- EXTRACTED ENTRIES
•••
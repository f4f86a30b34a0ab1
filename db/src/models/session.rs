use chrono::{DateTime, Duration, Utc};
use sea_orm::entity::prelude::*;
use sea_orm::{QuerySelect, Set};
use serde::Serialize;

/// A session stays part of the presence window for this many hours after
/// login; anything older is expired even if it was never closed.
pub const ACTIVE_WINDOW_HOURS: i64 = 24;

/// Represents a login session in the `sessions` table.
///
/// Sessions are advisory presence records, not auth sessions: closing one
/// revokes nothing, and a dropped real-time connection does not close it.
#[derive(Clone, Debug, PartialEq, DeriveEntityModel, Serialize)]
#[sea_orm(table_name = "sessions")]
pub struct Model {
    #[sea_orm(primary_key)]
    pub id: i64,
    pub user_id: i64,
    pub login_time: DateTime<Utc>,
    pub logout_time: Option<DateTime<Utc>>,
}

#[derive(Copy, Clone, Debug, EnumIter, DeriveRelation)]
pub enum Relation {
    #[sea_orm(
        belongs_to = "super::user::Entity",
        from = "Column::UserId",
        to = "super::user::Column::Id"
    )]
    User,
}

impl Related<super::user::Entity> for Entity {
    fn to() -> RelationDef {
        Relation::User.def()
    }
}

impl ActiveModelBehavior for ActiveModel {}

impl Model {
    /// Opens a new session for `user_id` with the current login time.
    pub async fn open(db: &DatabaseConnection, user_id: i64) -> Result<Model, DbErr> {
        let session = ActiveModel {
            user_id: Set(user_id),
            login_time: Set(Utc::now()),
            logout_time: Set(None),
            ..Default::default()
        };

        session.insert(db).await
    }

    /// Stamps `logout_time` on the given session if it belongs to `user_id`.
    ///
    /// Closing an already-closed session is a no-op that returns the row
    /// unchanged; an unknown id/user pair returns `None`.
    pub async fn close(
        db: &DatabaseConnection,
        session_id: i64,
        user_id: i64,
    ) -> Result<Option<Model>, DbErr> {
        let Some(session) = Entity::find()
            .filter(Column::Id.eq(session_id))
            .filter(Column::UserId.eq(user_id))
            .one(db)
            .await?
        else {
            return Ok(None);
        };

        if session.logout_time.is_some() {
            return Ok(Some(session));
        }

        let mut session: ActiveModel = session.into();
        session.logout_time = Set(Some(Utc::now()));
        Ok(Some(session.update(db).await?))
    }

    /// Distinct user ids with at least one open session inside the presence
    /// window. This is the stored truth the presence count is derived from;
    /// the in-memory connection registry never feeds it.
    pub async fn active_user_ids(db: &DatabaseConnection) -> Result<Vec<i64>, DbErr> {
        let cutoff = Utc::now() - Duration::hours(ACTIVE_WINDOW_HOURS);

        Entity::find()
            .select_only()
            .column(Column::UserId)
            .distinct()
            .filter(Column::LogoutTime.is_null())
            .filter(Column::LoginTime.gte(cutoff))
            .into_tuple::<i64>()
            .all(db)
            .await
    }

    /// Number of distinct users currently contributing to presence.
    pub async fn active_user_count(db: &DatabaseConnection) -> Result<u64, DbErr> {
        Ok(Self::active_user_ids(db).await?.len() as u64)
    }
}
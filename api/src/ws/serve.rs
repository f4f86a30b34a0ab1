//! Per-connection serve loop for the real-time channel.

use axum::{
    extract::{
        State, WebSocketUpgrade,
        ws::{Message, Utf8Bytes, WebSocket},
    },
    response::IntoResponse,
};
use futures::{SinkExt, StreamExt};
use util::state::AppState;

use super::{
    handlers::{handle_command, handle_disconnect},
    types::{WsIn, WsOut},
};

pub async fn ws_entry(ws: WebSocketUpgrade, State(app): State<AppState>) -> impl IntoResponse {
    ws.on_upgrade(move |socket| serve(socket, app))
}

async fn serve(socket: WebSocket, app: AppState) {
    let (mut sink, mut stream) = socket.split();

    let (tx_out, mut rx_out) = tokio::sync::mpsc::channel::<Message>(256);
    let writer = tokio::spawn(async move {
        while let Some(m) = rx_out.recv().await {
            if sink.send(m).await.is_err() {
                break;
            }
        }
    });

    let (conn, mut hub_rx) = app.hub().register().await;
    let pump = {
        let tx_out = tx_out.clone();
        tokio::spawn(async move {
            while let Some(text) = hub_rx.recv().await {
                if tx_out
                    .send(Message::Text(Utf8Bytes::from(text)))
                    .await
                    .is_err()
                {
                    break;
                }
            }
        })
    };

    // The client keeps its connection id to exclude its own socket from
    // relays of activities it creates over HTTP.
    if let Ok(ready) = serde_json::to_string(&WsOut::Ready {
        connection_id: conn,
    }) {
        let _ = tx_out.send(Message::Text(Utf8Bytes::from(ready))).await;
    }

    while let Some(Ok(frame)) = stream.next().await {
        match frame {
            Message::Text(txt) => match serde_json::from_str::<WsIn>(txt.as_str()) {
                Ok(cmd) => handle_command(&app, conn, cmd).await,
                Err(e) => {
                    // Malformed frames are dropped; the connection keeps its
                    // current announcement state.
                    tracing::debug!(connection = conn, error = %e, "Ignoring malformed frame");
                }
            },
            Message::Ping(b) => {
                let _ = tx_out.send(Message::Pong(b)).await;
            }
            Message::Close(_) => break,
            Message::Pong(_) | Message::Binary(_) => {}
        }
    }

    // Clean close, protocol error, and abrupt drop all land here.
    handle_disconnect(&app, conn).await;

    // Removing the registry entry drops the hub's sender; the pump and then
    // the writer wind down once the remaining handles are gone.
    drop(tx_out);
    let _ = pump.await;
    let _ = writer.await;
}
//! # analytics Routes Module
//!
//! Defines and wires up routes for the `/analytics` endpoint group. The
//! parent router requires manager access; the CSV export additionally
//! requires admin.

pub mod get;

use axum::{Router, middleware::from_fn, routing::get};
use util::state::AppState;

use crate::auth::guards::allow_admin;
use get::{
    export_users_csv, get_activity_stats, get_dashboard_stats, get_role_distribution,
    get_user_growth,
};

/// Builds the `/analytics` route group.
///
/// - `GET /analytics/stats` → `get_dashboard_stats`
/// - `GET /analytics/user-growth` → `get_user_growth`
/// - `GET /analytics/role-distribution` → `get_role_distribution`
/// - `GET /analytics/activity-stats` → `get_activity_stats`
/// - `GET /analytics/export` → `export_users_csv` (admin only)
pub fn analytics_routes() -> Router<AppState> {
    Router::new()
        .route("/stats", get(get_dashboard_stats))
        .route("/user-growth", get(get_user_growth))
        .route("/role-distribution", get(get_role_distribution))
        .route("/activity-stats", get(get_activity_stats))
        .merge(
            Router::new()
                .route("/export", get(export_users_csv))
                .route_layer(from_fn(allow_admin)),
        )
}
•••
- WORK INSTRUCTIONS
Every record, word for word, must be returned.

- EXERCISE ANSWER
repository f4f86a30b34a0ab1
filename db/src/models/session.rs
use chrono::{DateTime, Duration, Utc};
use sea_orm::entity::prelude::*;
use sea_orm::{QuerySelect, Set};
use serde::Serialize;

/// A session stays part of the presence window for this many hours after
/// login; anything older is expired even if it was never closed.
pub const ACTIVE_WINDOW_HOURS: i64 = 24;

/// Represents a login session in the `sessions` table.
///
/// Sessions are advisory presence records, not auth sessions: closing one
/// revokes nothing, and a dropped real-time connection does not close it.
#[derive(Clone, Debug, PartialEq, DeriveEntityModel, Serialize)]
#[sea_orm(table_name = "sessions")]
pub struct Model {
    #[sea_orm(primary_key)]
    pub id: i64,
    pub user_id: i64,
    pub login_time: DateTime<Utc>,
    pub logout_time: Option<DateTime<Utc>>,
}

#[derive(Copy, Clone, Debug, EnumIter, DeriveRelation)]
pub enum Relation {
    #[sea_orm(
        belongs_to = "super::user::Entity",
        from = "Column::UserId",
        to = "super::user::Column::Id"
    )]
    User,
}

impl Related<super::user::Entity> for Entity {
    fn to() -> RelationDef {
        Relation::User.def()
    }
}

impl ActiveModelBehavior for ActiveModel {}

impl Model {
    /// Opens a new session for `user_id` with the current login time.
    pub async fn open(db: &DatabaseConnection, user_id: i64) -> Result<Model, DbErr> {
        let session = ActiveModel {
            user_id: Set(user_id),
            login_time: Set(Utc::now()),
            logout_time: Set(None),
            ..Default::default()
        };

        session.insert(db).await
    }

    /// Stamps `logout_time` on the given session if it belongs to `user_id`.
    ///
    /// Closing an already-closed session is a no-op that returns the row
    /// unchanged; an unknown id/user pair returns `None`.
    pub async fn close(
        db: &DatabaseConnection,
        session_id: i64,
        user_id: i64,
    ) -> Result<Option<Model>, DbErr> {
        let Some(session) = Entity::find()
            .filter(Column::Id.eq(session_id))
            .filter(Column::UserId.eq(user_id))
            .one(db)
            .await?
        else {
            return Ok(None);
        };

        if session.logout_time.is_some() {
            return Ok(Some(session));
        }

        let mut session: ActiveModel = session.into();
        session.logout_time = Set(Some(Utc::now()));
        Ok(Some(session.update(db).await?))
    }

    /// Distinct user ids with at least one open session inside the presence
    /// window. This is the stored truth the presence count is derived from;
    /// the in-memory connection registry never feeds it.
    pub async fn active_user_ids(db: &DatabaseConnection) -> Result<Vec<i64>, DbErr> {
        let cutoff = Utc::now() - Duration::hours(ACTIVE_WINDOW_HOURS);

        Entity::find()
            .select_only()
            .column(Column::UserId)
            .distinct()
            .filter(Column::LogoutTime.is_null())
            .filter(Column::LoginTime.gte(cutoff))
            .into_tuple::<i64>()
            .all(db)
            .await
    }

    /// Number of distinct users currently contributing to presence.
    pub async fn active_user_count(db: &DatabaseConnection) -> Result<u64, DbErr> {
        Ok(Self::active_user_ids(db).await?.len() as u64)
    }
}
filename api/src/ws/serve.rs
repository f4f86a30b34a0ab1
//! Per-connection serve loop for the real-time channel.

use axum::{
    extract::{
        State, WebSocketUpgrade,
        ws::{Message, Utf8Bytes, WebSocket},
    },
    response::IntoResponse,
};
use futures::{SinkExt, StreamExt};
use util::state::AppState;

use super::{
    handlers::{handle_command, handle_disconnect},
    types::{WsIn, WsOut},
};

pub async fn ws_entry(ws: WebSocketUpgrade, State(app): State<AppState>) -> impl IntoResponse {
    ws.on_upgrade(move |socket| serve(socket, app))
}

async fn serve(socket: WebSocket, app: AppState) {
    let (mut sink, mut stream) = socket.split();

    let (tx_out, mut rx_out) = tokio::sync::mpsc::channel::<Message>(256);
    let writer = tokio::spawn(async move {
        while let Some(m) = rx_out.recv().await {
            if sink.send(m).await.is_err() {
                break;
            }
        }
    });

    let (conn, mut hub_rx) = app.hub().register().await;
    let pump = {
        let tx_out = tx_out.clone();
        tokio::spawn(async move {
            while let Some(text) = hub_rx.recv().await {
                if tx_out
                    .send(Message::Text(Utf8Bytes::from(text)))
                    .await
                    .is_err()
                {
                    break;
                }
            }
        })
    };

    // The client keeps its connection id to exclude its own socket from
    // relays of activities it creates over HTTP.
    if let Ok(ready) = serde_json::to_string(&WsOut::Ready {
        connection_id: conn,
    }) {
        let _ = tx_out.send(Message::Text(Utf8Bytes::from(ready))).await;
    }

    while let Some(Ok(frame)) = stream.next().await {
        match frame {
            Message::Text(txt) => match serde_json::from_str::<WsIn>(txt.as_str()) {
                Ok(cmd) => handle_command(&app, conn, cmd).await,
                Err(e) => {
                    // Malformed frames are dropped; the connection keeps its
                    // current announcement state.
                    tracing::debug!(connection = conn, error = %e, "Ignoring malformed frame");
                }
            },
            Message::Ping(b) => {
                let _ = tx_out.send(Message::Pong(b)).await;
            }
            Message::Close(_) => break,
            Message::Pong(_) | Message::Binary(_) => {}
        }
    }

    // Clean close, protocol error, and abrupt drop all land here.
    handle_disconnect(&app, conn).await;

    // Removing the registry entry drops the hub's sender; the pump and then
    // the writer wind down once the remaining handles are gone.
    drop(tx_out);
    let _ = pump.await;
    let _ = writer.await;
}
//! # analytics Routes Module
//!
//! Defines and wires up routes for the `/analytics` endpoint group. The
//! parent router requires manager access; the CSV export additionally
//! requires admin.

pub mod get;

use axum::{Router, middleware::from_fn, routing::get};
use util::state::AppState;

use crate::auth::guards::allow_admin;
use get::{
    export_users_csv, get_activity_stats, get_dashboard_stats, get_role_distribution,
    get_user_growth,
};

/// Builds the `/analytics` route group.
///
/// - `GET /analytics/stats` → `get_dashboard_stats`
/// - `GET /analytics/user-growth` → `get_user_growth`
/// - `GET /analytics/role-distribution` → `get_role_distribution`
/// - `GET /analytics/activity-stats` → `get_activity_stats`
/// - `GET /analytics/export` → `export_users_csv` (admin only)
pub fn analytics_routes() -> Router<AppState> {
    Router::new()
        .route("/stats", get(get_dashboard_stats))
        .route("/user-growth", get(get_user_growth))
        .route("/role-distribution", get(get_role_distribution))
        .route("/activity-stats", get(get_activity_stats))
        .merge(
            Router::new()
                .route("/export", get(export_users_csv))
                .route_layer(from_fn(allow_admin)),
        )
}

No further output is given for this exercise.